- _Task directions_
Could you copy the whole listing below exactly as written?

- _Data for review_
"""

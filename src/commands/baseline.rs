use crate::commands::context::CommandContext;
use crate::commands::initialize::Initialize;
use crate::config::Config;
use crate::constants::SCHEMA_CREATION_VERSION;
use crate::db::SchemaVersionDao;
use crate::error::{MigrationError, Result};
use crate::migration::MigrationVersion;
use tracing::info;

/// Marks an existing keyspace as being at a given version
pub struct Baseline<'a> {
    dao: &'a dyn SchemaVersionDao,
    version: MigrationVersion,
    description: String,
    installed_by: String,
}

impl<'a> Baseline<'a> {
    pub fn new(dao: &'a dyn SchemaVersionDao, version: MigrationVersion, description: &str) -> Self {
        Self {
            dao,
            version,
            description: description.to_string(),
            installed_by: String::new(),
        }
    }

    pub fn installed_by(mut self, user: &str) -> Self {
        self.installed_by = user.to_string();
        self
    }

    pub async fn run(&self) -> Result<()> {
        let table = self.dao.table_name().to_string();
        Initialize::new(self.dao).run().await?;

        if self.dao.has_applied_migrations().await? {
            return Err(MigrationError::BaselineAlreadyMigrated { table });
        }

        if let Some(marker) = self.dao.baseline_marker().await? {
            if marker.version != self.version || marker.description != self.description {
                return Err(MigrationError::BaselineMismatch {
                    table,
                    requested_version: self.version.clone(),
                    requested_description: self.description.clone(),
                    existing_version: marker.version,
                    existing_description: marker.description,
                });
            }
            info!(
                "Keyspace {} is already baselined at version {}",
                self.dao.keyspace(),
                self.version
            );
            return Ok(());
        }

        if self.version == MigrationVersion::parse(SCHEMA_CREATION_VERSION)? {
            return Err(MigrationError::BaselineReservedVersion { table });
        }

        self.dao
            .add_baseline_marker(self.version.clone(), &self.description, &self.installed_by)
            .await?;
        info!(
            "Successfully baselined keyspace {} with version {}",
            self.dao.keyspace(),
            self.version
        );
        Ok(())
    }
}

pub async fn cmd_baseline(config: &Config) -> anyhow::Result<()> {
    let ctx = CommandContext::connect(config).await?;

    Baseline::new(
        &ctx.dao,
        config.migration.baseline_version.clone(),
        &config.migration.baseline_description,
    )
    .installed_by(&ctx.user)
    .run()
    .await?;
    Ok(())
}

"""

- _Response to the exercise_
filename src/commands/baseline.rs
use crate::commands::context::CommandContext;
use crate::commands::initialize::Initialize;
use crate::config::Config;
use crate::constants::SCHEMA_CREATION_VERSION;
use crate::db::SchemaVersionDao;
use crate::error::{MigrationError, Result};
use crate::migration::MigrationVersion;
use tracing::info;

/// Marks an existing keyspace as being at a given version
pub struct Baseline<'a> {
    dao: &'a dyn SchemaVersionDao,
    version: MigrationVersion,
    description: String,
    installed_by: String,
}

impl<'a> Baseline<'a> {
    pub fn new(dao: &'a dyn SchemaVersionDao, version: MigrationVersion, description: &str) -> Self {
        Self {
            dao,
            version,
            description: description.to_string(),
            installed_by: String::new(),
        }
    }

    pub fn installed_by(mut self, user: &str) -> Self {
        self.installed_by = user.to_string();
        self
    }

    pub async fn run(&self) -> Result<()> {
        let table = self.dao.table_name().to_string();
        Initialize::new(self.dao).run().await?;

        if self.dao.has_applied_migrations().await? {
            return Err(MigrationError::BaselineAlreadyMigrated { table });
        }

        if let Some(marker) = self.dao.baseline_marker().await? {
            if marker.version != self.version || marker.description != self.description {
                return Err(MigrationError::BaselineMismatch {
                    table,
                    requested_version: self.version.clone(),
                    requested_description: self.description.clone(),
                    existing_version: marker.version,
                    existing_description: marker.description,
                });
            }
            info!(
                "Keyspace {} is already baselined at version {}",
                self.dao.keyspace(),
                self.version
            );
            return Ok(());
        }

        if self.version == MigrationVersion::parse(SCHEMA_CREATION_VERSION)? {
            return Err(MigrationError::BaselineReservedVersion { table });
        }

        self.dao
            .add_baseline_marker(self.version.clone(), &self.description, &self.installed_by)
            .await?;
        info!(
            "Successfully baselined keyspace {} with version {}",
            self.dao.keyspace(),
            self.version
        );
        Ok(())
    }
}

pub async fn cmd_baseline(config: &Config) -> anyhow::Result<()> {
    let ctx = CommandContext::connect(config).await?;

    Baseline::new(
        &ctx.dao,
        config.migration.baseline_version.clone(),
        &config.migration.baseline_description,
    )
    .installed_by(&ctx.user)
    .run()
    .await?;
    Ok(())
}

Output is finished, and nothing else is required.